Likewise, there is no reason to believe the veracity of Plato's, or anyone else's, account of a mythical "lost continent". Mankind simply has not been around long enough to witness the disappearance of a continent due to any geological movement that we have evidence of. If it is your premise that such a continent existed, you need to show evidence that such a thing took place. Relying on spoken or written tradition is not sufficient. While scientific explanations are not, and can likely never be entirely complete, it is a huge leap to go from "we don't have a full understanding of something" to claiming that something happened when all verifiable evidence outside the myth itself that makes the claim suggests otherwise.
Myths often contain kernels of truth, around which, over time, embellishment and inexact retelling eventually builds a much more far-reaching story. Without verifiable supporting evidence, it remains a myth.

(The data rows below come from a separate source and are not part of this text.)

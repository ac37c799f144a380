use std::sync::Arc;
use std::time::{Duration, Instant};

use tracing::{info, warn};
use uuid::Uuid;

use crate::auth::AuthProvider;
use crate::client::builder::FloraClientBuilder;
use crate::config::ClientConfig;
use crate::descriptor::OperationDescriptor;
use crate::factory::RequestFactory;
use crate::query::Params;
use crate::request::ApiRequest;
use crate::response::{map_response, Payload};
use crate::transport::Transport;
use crate::{Error, ErrorContext, Result};

/// Client for one Flora instance.
///
/// Cloning is cheap; clones share configuration and transport. Setters
/// replace the configuration copy-on-write, so operations already in flight
/// keep the configuration they started with.
#[derive(Clone)]
pub struct FloraClient {
    pub(crate) config: Arc<ClientConfig>,
    pub(crate) transport: Arc<dyn Transport>,
}

impl FloraClient {
    /// Client with default configuration and the reqwest transport.
    pub fn new(base_uri: &str) -> Result<Self> {
        FloraClientBuilder::new(base_uri).build()
    }

    pub fn builder(base_uri: impl Into<String>) -> FloraClientBuilder {
        FloraClientBuilder::new(base_uri)
    }

    pub fn config(&self) -> &ClientConfig {
        &self.config
    }

    pub fn set_auth_provider(&mut self, provider: Arc<dyn AuthProvider>) -> &mut Self {
        Arc::make_mut(&mut self.config).auth_provider = Some(provider);
        self
    }

    pub fn set_default_params(&mut self, params: Params) -> &mut Self {
        Arc::make_mut(&mut self.config).default_params = params;
        self
    }

    pub fn set_force_get_params(&mut self, names: Vec<String>) -> &mut Self {
        Arc::make_mut(&mut self.config).force_get_params = names;
        self
    }

    pub fn set_timeout(&mut self, timeout: Duration) -> &mut Self {
        Arc::make_mut(&mut self.config).timeout = timeout;
        self
    }

    /// Build the request an operation would send, without sending it.
    pub fn build_request(&self, op: &OperationDescriptor) -> Result<ApiRequest> {
        RequestFactory::new(&self.config).create(op)
    }

    /// Run one operation: build, send, map.
    pub async fn execute(&self, op: OperationDescriptor) -> Result<Payload> {
        let operation_id = Uuid::new_v4();
        let request = self.build_request(&op)?;
        let method = request.method.clone();
        let path = request.path().to_string();

        let start = Instant::now();
        let response = self
            .transport
            .send(request, self.config.timeout)
            .await
            .map_err(|e| {
                warn!(
                    operation_id = %operation_id,
                    method = %method,
                    path = %path,
                    error = %e,
                    "flora request failed"
                );
                Error::Transfer(e)
            })?;

        info!(
            operation_id = %operation_id,
            method = %method,
            path = %path,
            http_status = response.status,
            elapsed_ms = start.elapsed().as_millis() as u64,
            "flora request completed"
        );

        map_response(response)
    }

    /// Run one operation to completion on the calling thread.
    ///
    /// Starts a private current-thread runtime; calling this from inside an
    /// async runtime is rejected with a runtime error.
    pub fn execute_blocking(&self, op: OperationDescriptor) -> Result<Payload> {
        if tokio::runtime::Handle::try_current().is_ok() {
            return Err(Error::runtime(
                "execute_blocking cannot be called from within an async runtime; use execute",
            ));
        }
        let runtime = tokio::runtime::Builder::new_current_thread()
            .enable_all()
            .build()
            .map_err(|e| {
                Error::runtime_with_context(
                    "failed to start runtime",
                    ErrorContext::new()
                        .with_details(e.to_string())
                        .with_source("client"),
                )
            })?;
        runtime.block_on(self.execute(op))
    }
}

impl std::fmt::Debug for FloraClient {
    fn fmt(&self, f: &mut std::fmt::Formatter<'_>) -> std::fmt::Result {
        f.debug_struct("FloraClient")
            .field("config", &self.config)
            .finish_non_exhaustive()
    }
}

You've made a lot of claims, several in your latest post alone. For the sake of accuracy, let's identify specific items that you think are supporting evidence for your claim. I've given specific items that refute your claims, and I'll add a few more as well. Perhaps this will help to focus your search for scientific evidence supporting your claims. EDIT: To be honest, I would far more enjoy a discussion of the Bagobo origin myth as it is, and what it means to those who tell it, without trying to stretch it into a poorly fitting scientific explanation. If you wish to further investigate the ways in which the story could accurately describe the natural world, then that is certainly your choice. If I can help, I will, but I am not an anthropologist nor a geneticist. I would only caution you against accepting unsupported claims you find online as fact without weighing their veracity.
1.) The research in my previous posts concerning genetic markers contradicts your premise that all humans can trace their lineage to the area of the Philippines.
2.) There is no geological evidence that a continent did or even could have disappeared within the history of mankind.
3.) The existence alone of the Easter Island faces or of the still disputed Yonaguni Monument does not lend support to your claims. You need to show evidence that actually links the Moai or any other proposed archaeological site to the Bagobo people or their descendants.
4.) What is your evidence that Cibola, as used in New Mexico, is not an A:shiwi word for buffalo?*which likely came from the Spanish word cibolo
I ask that you not refer to rational inquiry as close-mindedness. In fact, I am more than willing to be open-minded and accept evidence, if it exists, supporting your premise. You have, however, ignored all evidence against it. You ask that I not be bigoted, and I will certainly agree to do so, as long as you agree to not misrepresent another people's culture and history in support of your premise. Cibola exists, the indigenous people there exist. They too have origin myths. Rather than subverting their identity, please provide evidence to support your numerous claims. You have only provided speculation and easily refuted supposition as of yet.
Edited by JMJones0424, 16 January 2012 - 09:35 PM.